Congenital porencephalic cysts—cerebrospinal fluid-filled brain cysts that lined with white matter—are extremely rare.2,5 They are created in utero or shortly after birth and can be found in any lobe of the brain.2,4 Porencephalic cysts are connected to the ventricular system (Figure 2). Their cause is unknown, but thought to be due to fetal stroke or infection—leading to liquefactive necrosis, which creates a pocket for fluid.2 Prognosis is widely variable depending on the size and location of the cyst, however sequelae of porencephaly can include epilepsy, macrocephaly or microcephaly, spasticity or hypotonia, limited speech, and cognitive impairment.5

Porencephalic cysts are differentiated from neuroglial, arachnoid, and schizencephalic cysts in several ways. Neuroglial cysts, for example, do not communicate with the ventricles as porencephalic cysts do.4 Arachnoid cysts do not originate in the brain, and are therefore considered extra-axial.4 Finally, schizencephalic cysts are lined with grey matter and not white matter.4

Differential Diagnosis

The differential diagnosis for a lesion with mass effect seen on CT includes cyst, abscess, hemorrhage/hematoma, and tumor/metastasis.3 Based on the patient’s circumstances, we initially misinterpreted the patient’s head CT as a large subdural bleed, although an abscess could have also been considered based on the patient’s history of drug abuse. This is an example of a cognitive error (misinterpreting data) as opposed to a perceptual error (not recognizing a finding). We reevaluated the images based on the patient’s lack of neurological deficits as well as our conversation with the patient about his past medical history leading to the correct diagnosis.

Outcome of the Case

The patient in this scenario had no debilitating side effects from his cyst, although it was postulated whether his risky social behaviors could be partly attributed to frontal lobe damage caused by the cyst. He was treated for his Crohn’s exacerbation and discharged from the hospital with no neurological side effects.

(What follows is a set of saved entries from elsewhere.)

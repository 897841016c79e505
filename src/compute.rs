//! On-demand computation of a summary document from raw feedback.
//!
//! Used when the store has no document for a key. The result is written back
//! so the next read for the same key is served from the store.

use std::collections::{BTreeMap, HashSet};
use std::sync::Arc;
use std::time::Duration;

use tracing::debug;

use crate::aggregate::likert_mean;
use crate::error::SummaryError;
use crate::models::{LikertResult, SummaryData, SummaryDocument, TargetFeedback};
use crate::provider::FeedbackSource;
use crate::store::{SummaryKey, SummaryStore};

/// Builds summary data for a set of feedback targets.
///
/// Targets with fewer than `min_feedback_count` feedbacks (but at least one)
/// are hidden: they count toward `hidden_count` and `feedback_count`, while
/// their answers stay out of the distributions.
pub fn summarize_targets(
    targets: &[TargetFeedback],
    question_ids: &[String],
    min_feedback_count: u64,
) -> SummaryData {
    let questions: HashSet<&str> = question_ids.iter().map(String::as_str).collect();
    let mut distributions: BTreeMap<String, BTreeMap<String, u64>> = question_ids
        .iter()
        .map(|id| (id.clone(), BTreeMap::new()))
        .collect();
    let mut data = SummaryData::default();
    let mut seen = HashSet::new();

    for target in targets {
        if !seen.insert(target.feedback_target_id) {
            continue;
        }

        let feedback_count = target.feedbacks.len() as u64;
        data.student_count += target.student_count;
        data.feedback_count += feedback_count;

        if feedback_count > 0 && feedback_count < min_feedback_count {
            data.hidden_count += feedback_count;
            continue;
        }

        for answer in target.feedbacks.iter().flatten() {
            if !questions.contains(answer.question_id.as_str()) {
                continue;
            }
            let Ok(value) = answer.value.trim().parse::<i64>() else {
                continue;
            };
            if let Some(distribution) = distributions.get_mut(&answer.question_id) {
                *distribution.entry(value.to_string()).or_insert(0) += 1;
            }
        }
    }

    data.feedback_response_percentage = if data.student_count == 0 {
        0.0
    } else {
        data.feedback_count as f64 / data.student_count as f64 * 100.0
    };
    data.result = distributions
        .into_iter()
        .map(|(question_id, distribution)| {
            let mean = likert_mean(&distribution);
            (question_id, LikertResult { mean, distribution })
        })
        .collect();

    data
}

pub struct SummaryComputer<S, F> {
    store: Arc<S>,
    source: Arc<F>,
    timeout: Duration,
    min_feedback_count: u64,
}

impl<S: SummaryStore, F: FeedbackSource> SummaryComputer<S, F> {
    pub fn new(store: Arc<S>, source: Arc<F>, timeout: Duration, min_feedback_count: u64) -> Self {
        Self {
            store,
            source,
            timeout,
            min_feedback_count,
        }
    }

    /// Computes and stores the document for `key`. Reading raw feedback is
    /// bounded by the configured timeout.
    pub async fn compute(&self, key: &SummaryKey) -> Result<SummaryDocument, SummaryError> {
        let fetch = async {
            let question_ids = self.source.summary_question_ids().await?;
            let targets = self
                .source
                .target_feedback(&key.scope_id, key.scope_type, key.window)
                .await?;
            Ok::<_, SummaryError>((question_ids, targets))
        };

        let (question_ids, targets) = tokio::time::timeout(self.timeout, fetch)
            .await
            .map_err(|_| SummaryError::UpstreamTimeout {
                scope: format!("{} {}", key.scope_type, key.scope_id),
                after: self.timeout,
            })??;

        let doc = SummaryDocument {
            scope_id: key.scope_id.clone(),
            scope_type: key.scope_type,
            start_date: key.window.start_date,
            end_date: key.window.end_date,
            data: summarize_targets(&targets, &question_ids, self.min_feedback_count),
        };
        self.store.put(&doc).await?;

        debug!(
            scope_id = %key.scope_id,
            scope_type = %key.scope_type,
            window = %key.window,
            targets = targets.len(),
            "computed summary"
        );

        Ok(doc)
    }

    /// Stored document for `key`, computing it when missing.
    pub async fn resolve(&self, key: &SummaryKey) -> Result<SummaryDocument, SummaryError> {
        match self.store.get(key).await? {
            Some(doc) => Ok(doc),
            None => self.compute(key).await,
        }
    }
}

The author explains the case in this podcast:

References:

  1. Greenfield JP, Souweidane MM. Endoscopic management of intracranial cysts. Neurosurg Focus. 2005:19(6):E7.
  2. Monteagudo A, Timor-Tritsch IE. Prenatal diagnosis of CNS anomalies other than neural tube defects and ventriculomegaly. UptoDate. October 2014. Accessed December 2014.
  3. Malatt C, Sawaideh M, Chao C, et al. Head computed tomography in the emergency department: a collection of easily missed findings that are life-threatening or life-changing. J Emerg Med. 2014;47(6):646-659.
  4. Suthar PP, Patel JJ, Chetan M, Patel NA. Congenital porencephaly in a new born child. J Clin Diagn Res. 2014;8(11):RJ01-RJ02.
  5. Douzenis A, Rizos EN, Papadpooulou M, et al. Porencephaly and psychosis: a case report and review of the literature. BMC Psychiatry. 2010;10:19.